Geneva - In new testimonies documented by Euro-Med Human Rights Monitor, female Palestinian detainees from the Gaza Strip report being subjected to sexual violence, torture, inhuman treatment, strip searches, sexual harassment, and rape threats while being arrested and held by Israeli army forces.
According to the testimonies of female detainees who were recently released following various periods of detention, they endured severe treatment that amounts to torture, including beatings, threats of rape if they disobeyed orders, forced nudity, strip searches in front of male soldiers, and verbal harassment. Members of the Israeli army not only robbed them of any money and belongings they had at the time of their arrest, but tied the detainees up, blindfolded them for extended periods of time, held them in cages amid freezing weather, and denied them access to food, medicine, essential medical care, and menstrual products. Israeli forces also continuously threatened them with losing the ability to see their children.
The Euro-Med Monitor team personally interviewed dozens of women who reported having experienced verbal and sexual harassment. The rights organisation believes that a greater number of female detainees likely experienced similar violations, however, but are uncomfortable disclosing information about the crimes due to social norms, trauma, or safety concerns, including persecution or death at the hands of the Israeli army. According to Euro-Med Monitor, it will take more time to determine the precise amount or scope of these violations against Palestinian women and girls.
A 45-year-old resident of Gaza City's Sheikh Radwan neighborhood, "N.H."—who requested anonymity due to safety concerns—told the Euro-Med Monitor team that she was arrested by Israeli forces on 28 December 2023. She was taken from a UN-run school housing displaced people in the Bureij refugee camp, in the central Gaza Strip, and held for 43 days.

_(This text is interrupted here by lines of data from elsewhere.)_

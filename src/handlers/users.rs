use axum::{Extension, Json};
use serde_json::{json, Value};
use tracing::{info, warn};

use crate::adapters::stripe::StripeClient;
use crate::error::ApiError;
use crate::middleware::{ApiResponse, ApiResult, AuthUser};
use crate::models::{Subscription, User};
use crate::store::{names, now_timestamp, Store, StoreError};

/// POST /api/users
///
/// Seed the documents a fresh account needs. Idempotent: an existing user
/// reports `created: false`. Stripe customer creation is best-effort; a
/// billing outage must not block signups.
pub async fn create(
    Extension(auth): Extension<AuthUser>,
    Json(body): Json<Value>,
) -> ApiResult<Value> {
    let user_id = body["user_id"].as_str().map(str::trim).unwrap_or("");
    if user_id.is_empty() {
        return Err(ApiError::missing_fields("user_id"));
    }
    if user_id != auth.user_id {
        return Err(ApiError::forbidden("Cannot create a different user"));
    }

    let store = Store::shared().await?;
    let users = store.collection(names::USERS);

    if users.exists(user_id).await? {
        return Ok(ApiResponse::success(json!({
            "user_id": user_id,
            "created": false,
        })));
    }

    let email = body["email"].as_str().map(str::trim).unwrap_or("");
    let stripe_customer_id = create_stripe_customer(email, user_id).await;

    let now = now_timestamp();
    let user = User {
        email: email.to_string(),
        username: body["username"].as_str().unwrap_or("").to_string(),
        role: "user".to_string(),
        is_admin: false,
        is_premium: false,
        active_plan_id: "free".to_string(),
        stripe_customer_id: stripe_customer_id.clone(),
        created_at: Some(now.clone()),
        last_login: Some(now.clone()),
    };
    let subscription = Subscription {
        plan_id: "free".to_string(),
        status: "active".to_string(),
        stripe_customer_id,
        stripe_subscription_id: String::new(),
        current_period_start: None,
        current_period_end: None,
        cancel_at_period_end: false,
        updated_at: Some(now),
    };
    let user_doc = serde_json::to_value(&user).map_err(StoreError::from)?;
    let subscription_doc = serde_json::to_value(&subscription).map_err(StoreError::from)?;

    let mut tx = store.begin().await?;
    users.set_tx(&mut tx, user_id, &user_doc).await?;
    store
        .collection(names::SUBSCRIPTIONS)
        .set_tx(&mut tx, user_id, &subscription_doc)
        .await?;
    tx.commit().await.map_err(StoreError::from)?;

    info!("Created user {}", user_id);
    Ok(ApiResponse::created(json!({
        "user_id": user_id,
        "created": true,
    })))
}

async fn create_stripe_customer(email: &str, user_id: &str) -> String {
    if email.is_empty() {
        return String::new();
    }
    let client = match StripeClient::from_config() {
        Ok(client) => client,
        Err(_) => return String::new(),
    };
    match client.create_customer(email, user_id).await {
        Ok(customer) => customer["id"].as_str().unwrap_or_default().to_string(),
        Err(e) => {
            warn!("Stripe customer creation failed for {}: {}", user_id, e);
            String::new()
        }
    }
}

/// POST /api/users/delete-account
///
/// Remove the calling user's documents in one transaction: user record,
/// subscription, usage counters, and chat history.
pub async fn delete_account(Extension(auth): Extension<AuthUser>) -> ApiResult<Value> {
    let store = Store::shared().await?;
    let user_id = auth.user_id.as_str();

    store
        .collection(names::USERS)
        .get(user_id)
        .await?
        .ok_or_else(|| ApiError::not_found("User not found"))?;

    let mut tx = store.begin().await?;
    for collection in [
        names::USERS,
        names::SUBSCRIPTIONS,
        names::USAGE,
        names::CHAT_HISTORY,
    ] {
        store
            .collection(collection)
            .delete_tx(&mut tx, user_id)
            .await?;
    }
    tx.commit().await.map_err(StoreError::from)?;

    info!("Deleted account {}", user_id);
    Ok(ApiResponse::success(json!({
        "user_id": user_id,
        "deleted": true,
    })))
}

According to N.H., the Israeli army stormed the school at dawn, summoned the male residents, forced them to take off their clothes, and detained them. After requesting to see their personal identification cards, the women were ordered to go into a room for a "medical check-up". After entering the room, said N.H., "[W]e were searched while we were completely naked, inside a closed-off area, and the female soldiers beat us severely and continuously."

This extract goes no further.